In Search of Multi-Modal Data Integration
May 5, 2021 Alex Woodie
As the number of data sources that companies use goes up, so too does the complexity of the data pipelines that bring it all together. Instead of using a mix of different tools and technologies for ETL, ELT, and batch integration, some users are seeking a single multi-modal data integration tool that can deliver multiple integration approaches.
One company providing multi-modal data integration is Equalum. The company’s DataOps offering works in various methodologies, including capturing real-time database updates using change data capture (CDC) technology; batch-based extract, transform, and load (ETL) and ELT; and REST- and SOAP-based data integration using web services and microservices.
“You have to be able to support batch integration,” Equalum founder and CEO Nir Livneh says. “You have to support streaming ELT, which is what’s happening these days and is popular with data warehouses and data lakes. Then you have to also have to support streaming ETL, which means you’re doing the data massaging and transformation within the pipe itself.
“That’s called a multi-model approach,” he continues, “because if you can come up with a technology that can handle all three use cases and support that in one architecture, you’re saving costs, you’re creating a single point of management and maintenance. And the entire project becomes something that’s more future proof on top of it.”
Much of what the company does starts with CDC. It developed its own CDC technology to capture binary data from relational databases, which enables it to get the freshest possible data out of the database. It supports Db2 for i and Db2 for Linux, Unix, and Windows (LUW), in addition to other popular databases, like Oracle, SQL Server, MySQL, and Postgres.
Other CDC tools take shortcuts to get to relational data, but Equalum decided to invest the time to build its CDC technology the right way, Livneh says. For example, Oracle’s LogMiner can be used to extract data from Oracle’s database, but it’s limited to about 1,000 transactions per second, which is not sufficient for today’s environments.
“There are other ways of doing it, like network sniffing,” says Livneh, who lead data integration product development at Quest Software before founding Equalum in Tel Aviv, Israel, in 2015. “But the best one is binary data extraction. We make sure we do that with our sources.”
Once Equalum’s software has captured data, then it enables customers to do something with it. In many instances, the company will want to perform some type of transformation upon the data before loading it into a destination, which could be an on-prem data warehouse or one running in the cloud. This is the traditional ETL style workflow, which most IBM i shops will be familiar with.
“You can take your real time data and you can start to do real time transformations on the data while it’s in flight — correlations, joins, aggregations, manipulating the data, masking the data — anything you want with the data,” Livneh says.

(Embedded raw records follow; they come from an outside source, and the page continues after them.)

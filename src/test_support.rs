//! Shared fakes for unit and handler tests.

use async_trait::async_trait;
use std::collections::HashMap;
use std::sync::Mutex;
use std::sync::atomic::{AtomicUsize, Ordering};

use crate::domain::users::{
  DisplayName, Email, Locality, NewProfile, PhoneNumber, SubjectId, User, UserError,
  UserRepository, UserRole,
};

/// `UserRepository` backed by a map keyed on subject id
#[derive(Default)]
pub struct InMemoryUserRepository {
  users: Mutex<HashMap<String, User>>,
  updates: AtomicUsize,
}

impl InMemoryUserRepository {
  pub fn get(&self, subject_id: &str) -> Option<User> {
    self.users.lock().unwrap().get(subject_id).cloned()
  }

  pub fn find(&self, predicate: impl Fn(&User) -> bool) -> Option<User> {
    self
      .users
      .lock()
      .unwrap()
      .values()
      .find(|user| predicate(user))
      .cloned()
  }

  pub fn insert(&self, user: User) {
    self
      .users
      .lock()
      .unwrap()
      .insert(user.subject_id.clone(), user);
  }

  pub fn update_count(&self) -> usize {
    self.updates.load(Ordering::SeqCst)
  }
}

#[async_trait]
impl UserRepository for InMemoryUserRepository {
  async fn create(&self, user: User) -> Result<User, UserError> {
    let mut users = self.users.lock().unwrap();
    if users.contains_key(&user.subject_id) {
      return Err(UserError::SubjectAlreadyExists);
    }
    users.insert(user.subject_id.clone(), user.clone());
    Ok(user)
  }

  async fn find_by_subject_id(&self, subject_id: &SubjectId) -> Result<Option<User>, UserError> {
    Ok(self.get(subject_id.as_str()))
  }

  async fn update(&self, mut user: User) -> Result<User, UserError> {
    let mut users = self.users.lock().unwrap();
    match users.get_mut(&user.subject_id) {
      Some(existing) => {
        // Same semantics as the Postgres UPDATE: stored flags are sticky
        user.phone_verified |= existing.phone_verified;
        user.email_verified |= existing.email_verified;
        *existing = user.clone();
        self.updates.fetch_add(1, Ordering::SeqCst);
        Ok(user)
      }
      None => Err(UserError::NotFound),
    }
  }
}

pub fn sample_profile(subject_id: &str) -> NewProfile {
  NewProfile {
    subject_id: SubjectId::new(subject_id).unwrap(),
    email: Email::new("asha@example.com").unwrap(),
    name: DisplayName::new("Asha Rao").unwrap(),
    phone_number: PhoneNumber::parse("9876543210", "+91").unwrap(),
    state: Locality::state("Kerala").unwrap(),
    city: Locality::city("Kochi").unwrap(),
    role: UserRole::Lawyer,
  }
}
// SPDX-License-Identifier: AGPL-3.0-or-later
//
// Copyright (C) 2026 Relational Network

//! Credit ledger: on-chain transactions and the per-token inventory they
//! drive, plus the marketplace read queries built on top.

use chrono::{DateTime, Utc};
use redb::{ReadableDatabase, ReadableTable, ReadableTableMetadata};
use serde::{Deserialize, Serialize};
use serde_json::Value;
use utoipa::ToSchema;

use super::super::database::{
    Database, DbError, DbResult, CREDITS_INVENTORY, PROJECTS, TRANSACTIONS, USERS,
};
use super::projects::StoredProject;
use super::users::StoredUser;
use crate::models::{EventKind, ProjectType, SyncEvent, VerificationStatus};

/// Supply of one credit token.
#[derive(Debug, Clone, Serialize, Deserialize, ToSchema, PartialEq)]
#[serde(rename_all = "camelCase")]
pub struct CreditInventory {
    pub token_id: u64,
    pub project_id: u64,
    /// Tons still available for purchase or retirement
    pub available_supply: f64,
    pub total_supply: f64,
    pub price_per_ton: f64,
    pub is_retired: bool,
    pub created_at: DateTime<Utc>,
    pub updated_at: DateTime<Utc>,
}

/// An indexed on-chain credit transaction.
#[derive(Debug, Clone, Serialize, Deserialize, ToSchema, PartialEq)]
#[serde(rename_all = "camelCase")]
pub struct LedgerTransaction {
    pub tx_hash: String,
    /// Lowercase sender address
    pub from_address: String,
    /// Lowercase recipient address
    pub to_address: String,
    pub token_id: u64,
    pub amount: f64,
    #[serde(rename = "type")]
    pub kind: EventKind,
    pub retiree_name: Option<String>,
    pub retire_reason: Option<String>,
    pub timestamp: DateTime<Utc>,
}

impl LedgerTransaction {
    fn from_event(event: &SyncEvent, received_at: DateTime<Utc>) -> Self {
        Self {
            tx_hash: event.tx_hash.clone(),
            from_address: event.from.to_lowercase(),
            to_address: event.to.to_lowercase(),
            token_id: event.token_id,
            amount: event.amount,
            kind: event.kind,
            retiree_name: event.retiree_name.clone(),
            retire_reason: event.reason.clone(),
            timestamp: event.timestamp.unwrap_or(received_at),
        }
    }
}

/// Active listing: unretired supply of a verified project.
#[derive(Debug, Clone, Serialize, Deserialize, ToSchema, PartialEq)]
#[serde(rename_all = "camelCase")]
pub struct MarketplaceListing {
    pub token_id: u64,
    pub project_id: u64,
    pub available_supply: f64,
    pub total_supply: f64,
    pub price_per_ton: f64,
    pub project_name: String,
    pub project_description: Option<String>,
    pub project_type: ProjectType,
    #[schema(value_type = Object)]
    pub metadata: Value,
    pub verification_status: VerificationStatus,
    pub owner_wallet: String,
    pub created_at: DateTime<Utc>,
}

/// Inventory of a project owned by a user, with project context.
#[derive(Debug, Clone, Serialize, Deserialize, ToSchema, PartialEq)]
#[serde(rename_all = "camelCase")]
pub struct OwnedCredit {
    #[serde(flatten)]
    pub inventory: CreditInventory,
    pub project_name: String,
    pub project_type: ProjectType,
}

/// Homepage aggregates.
#[derive(Debug, Clone, Default, Serialize, Deserialize, ToSchema, PartialEq, Eq)]
#[serde(rename_all = "camelCase")]
pub struct MarketplaceStats {
    /// Sum of total supply over all inventory, rounded to whole tons
    pub total_credits_issued: u64,
    /// Sum of retired amounts, rounded to whole tons
    pub total_retired: u64,
    /// Distinct projects that have issued credits
    pub total_projects: u64,
    pub total_transactions: u64,
}

/// Effect of recording one event.
#[derive(Debug, Clone, Copy, PartialEq, Eq)]
pub enum RecordOutcome {
    Recorded,
    /// The transaction hash was already in the ledger; nothing changed.
    Duplicate,
}

pub struct LedgerRepository<'a> {
    db: &'a Database,
}

impl<'a> LedgerRepository<'a> {
    pub fn new(db: &'a Database) -> Self {
        Self { db }
    }

    /// Record an event and apply its supply change in one transaction.
    ///
    /// A transaction hash already present is skipped, so replaying a batch
    /// does not double count supply. `mint` grows an existing inventory row,
    /// or creates one when the event names a known project and a price.
    /// `retire` shrinks available supply, floored at zero, and marks the
    /// token retired once nothing is left.
    pub fn record_event(&self, event: &SyncEvent) -> DbResult<RecordOutcome> {
        let now = Utc::now();
        let write_txn = self.db.raw().begin_write()?;
        {
            let mut transactions = write_txn.open_table(TRANSACTIONS)?;
            if transactions.get(event.tx_hash.as_str())?.is_some() {
                return Ok(RecordOutcome::Duplicate);
            }
            let tx = LedgerTransaction::from_event(event, now);
            transactions.insert(tx.tx_hash.as_str(), serde_json::to_vec(&tx)?.as_slice())?;

            let mut inventory = write_txn.open_table(CREDITS_INVENTORY)?;
            let existing: Option<CreditInventory> = match inventory.get(event.token_id)? {
                Some(value) => Some(serde_json::from_slice(value.value())?),
                None => None,
            };

            let updated = match (event.kind, existing) {
                (EventKind::Mint, Some(mut row)) => {
                    row.available_supply += event.amount;
                    row.total_supply += event.amount;
                    row.updated_at = now;
                    Some(row)
                }
                (EventKind::Mint, None) => match (event.project_id, event.price_per_ton) {
                    (Some(project_id), Some(price_per_ton)) => {
                        let projects = write_txn.open_table(PROJECTS)?;
                        if projects.get(project_id)?.is_none() {
                            return Err(DbError::NotFound(format!("Project {project_id}")));
                        }
                        Some(CreditInventory {
                            token_id: event.token_id,
                            project_id,
                            available_supply: event.amount,
                            total_supply: event.amount,
                            price_per_ton,
                            is_retired: false,
                            created_at: now,
                            updated_at: now,
                        })
                    }
                    _ => None,
                },
                (EventKind::Retire, Some(mut row)) => {
                    let remaining = row.available_supply - event.amount;
                    row.available_supply = remaining.max(0.0);
                    row.is_retired = remaining <= 0.0;
                    row.updated_at = now;
                    Some(row)
                }
                _ => None,
            };

            if let Some(row) = updated {
                inventory.insert(row.token_id, serde_json::to_vec(&row)?.as_slice())?;
            }
        }
        write_txn.commit()?;

        tracing::debug!(
            tx_hash = %event.tx_hash,
            token_id = event.token_id,
            kind = ?event.kind,
            "Recorded ledger event"
        );
        Ok(RecordOutcome::Recorded)
    }

    pub fn get_transaction(&self, tx_hash: &str) -> DbResult<Option<LedgerTransaction>> {
        let read_txn = self.db.raw().begin_read()?;
        let table = read_txn.open_table(TRANSACTIONS)?;
        match table.get(tx_hash)? {
            Some(value) => Ok(Some(serde_json::from_slice(value.value())?)),
            None => Ok(None),
        }
    }

    pub fn get_inventory(&self, token_id: u64) -> DbResult<Option<CreditInventory>> {
        let read_txn = self.db.raw().begin_read()?;
        let table = read_txn.open_table(CREDITS_INVENTORY)?;
        match table.get(token_id)? {
            Some(value) => Ok(Some(serde_json::from_slice(value.value())?)),
            None => Ok(None),
        }
    }

    /// Unretired, non-empty inventory of verified projects, newest first.
    pub fn listings(&self) -> DbResult<Vec<MarketplaceListing>> {
        let read_txn = self.db.raw().begin_read()?;
        let inventory = read_txn.open_table(CREDITS_INVENTORY)?;
        let projects = read_txn.open_table(PROJECTS)?;
        let users = read_txn.open_table(USERS)?;

        let mut listings = Vec::new();
        for entry in inventory.iter()? {
            let (_, value) = entry?;
            let row: CreditInventory = serde_json::from_slice(value.value())?;
            if row.is_retired || row.available_supply == 0.0 {
                continue;
            }

            let Some(project) = projects.get(row.project_id)? else {
                continue;
            };
            let project: StoredProject = serde_json::from_slice(project.value())?;
            if project.verification_status != VerificationStatus::Verified {
                continue;
            }

            let Some(owner) = users.get(project.owner_id.as_str())? else {
                continue;
            };
            let owner: StoredUser = serde_json::from_slice(owner.value())?;

            listings.push(MarketplaceListing {
                token_id: row.token_id,
                project_id: project.id,
                available_supply: row.available_supply,
                total_supply: row.total_supply,
                price_per_ton: row.price_per_ton,
                project_name: project.name,
                project_description: project.description,
                project_type: project.project_type,
                metadata: project.metadata,
                verification_status: project.verification_status,
                owner_wallet: owner.wallet_address,
                created_at: row.created_at,
            });
        }

        listings.sort_by(|a, b| b.created_at.cmp(&a.created_at));
        Ok(listings)
    }

    /// Inventory of every project owned by `owner_id`.
    pub fn credits_by_owner(&self, owner_id: &str) -> DbResult<Vec<OwnedCredit>> {
        let read_txn = self.db.raw().begin_read()?;
        let inventory = read_txn.open_table(CREDITS_INVENTORY)?;
        let projects = read_txn.open_table(PROJECTS)?;

        let mut credits = Vec::new();
        for entry in inventory.iter()? {
            let (_, value) = entry?;
            let row: CreditInventory = serde_json::from_slice(value.value())?;
            let Some(project) = projects.get(row.project_id)? else {
                continue;
            };
            let project: StoredProject = serde_json::from_slice(project.value())?;
            if project.owner_id == owner_id {
                credits.push(OwnedCredit {
                    inventory: row,
                    project_name: project.name,
                    project_type: project.project_type,
                });
            }
        }
        Ok(credits)
    }

    /// Retire transactions sent from `wallet`, newest first.
    pub fn retirements(&self, wallet: &str) -> DbResult<Vec<LedgerTransaction>> {
        let wallet = wallet.to_lowercase();
        let read_txn = self.db.raw().begin_read()?;
        let table = read_txn.open_table(TRANSACTIONS)?;

        let mut result = Vec::new();
        for entry in table.iter()? {
            let (_, value) = entry?;
            let tx: LedgerTransaction = serde_json::from_slice(value.value())?;
            if tx.kind == EventKind::Retire && tx.from_address == wallet {
                result.push(tx);
            }
        }
        result.sort_by(|a, b| b.timestamp.cmp(&a.timestamp));
        Ok(result)
    }

    pub fn stats(&self) -> DbResult<MarketplaceStats> {
        let read_txn = self.db.raw().begin_read()?;
        let inventory = read_txn.open_table(CREDITS_INVENTORY)?;
        let projects = read_txn.open_table(PROJECTS)?;
        let transactions = read_txn.open_table(TRANSACTIONS)?;

        let mut issued = 0.0;
        let mut project_ids = std::collections::BTreeSet::new();
        for entry in inventory.iter()? {
            let (_, value) = entry?;
            let row: CreditInventory = serde_json::from_slice(value.value())?;
            if projects.get(row.project_id)?.is_some() {
                issued += row.total_supply;
                project_ids.insert(row.project_id);
            }
        }

        let mut retired = 0.0;
        for entry in transactions.iter()? {
            let (_, value) = entry?;
            let tx: LedgerTransaction = serde_json::from_slice(value.value())?;
            if tx.kind == EventKind::Retire {
                retired += tx.amount;
            }
        }

        Ok(MarketplaceStats {
            total_credits_issued: whole_tons(issued),
            total_retired: whole_tons(retired),
            total_projects: project_ids.len() as u64,
            total_transactions: transactions.len()?,
        })
    }
}

fn whole_tons(value: f64) -> u64 {
    value.round().max(0.0) as u64
}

The other option is ELT, where the data transformations will occur in the destination. This has become a common data integration technique for customers who are amassing their data in cloud data lakes and cloud data warehouses. Because these cloud providers have separated compute and storage tiers, it has become more cost-effective for customers to process the data in the clouds, rather than prepping the data beforehand.
Equalum supports both use cases with its software, which is based on open source infrastructure components Apache Spark and Apache Kafka. The company uses Kafka as a real-time message bus to move data as it flows from sources to destinations; it is not used when batch integration methods are used. Equalum uses Spark to run transformation routines upon the data (primarily for ETL-style workflows, since the transformation step will be performed inside the cloud with the ELT workflow).
Customers could build their own ETL and ELT data integration workflows using Spark and Kafka, as many companies have done. However, while Spark and Kakfa provide are powerful and modern technologies, it’s not necessarily simple to run the computing clusters that Spark and Kafka require.
With Equalum, customers get the data integration benefits of Spark and Kafka, but without the management headaches that they bring with them, Livneh says.
“You don’t have to worry about a Kafka broker going down. You don’t have to worry about Spark out of memory executors or any type of problems that you would run into,” he says. “That’s the beauty. By the way, you can access the Kafka or Spark system if you want. We give you that ability. Sometimes people want to use Spark or Kafka for their own needs. We give you that ability. But this entire thing is managed by Equalum. You don’t have to manage that if you don’t want.”
The software runs atop Linux and has been tested on Linux distributions like CentOS and Red Hat. Companies can deploy it on-prem or in the cloud. The software doesn’t deploy by default on Kubernetes and Docker, but Equalum has that capability, Livneh says.
Equalum is one of a handful of young companies seeking to make a name for itself in the burgeoning big data world. The company has attracted $25 million in venture capital, along with customers like Warner Bros. and Siemens.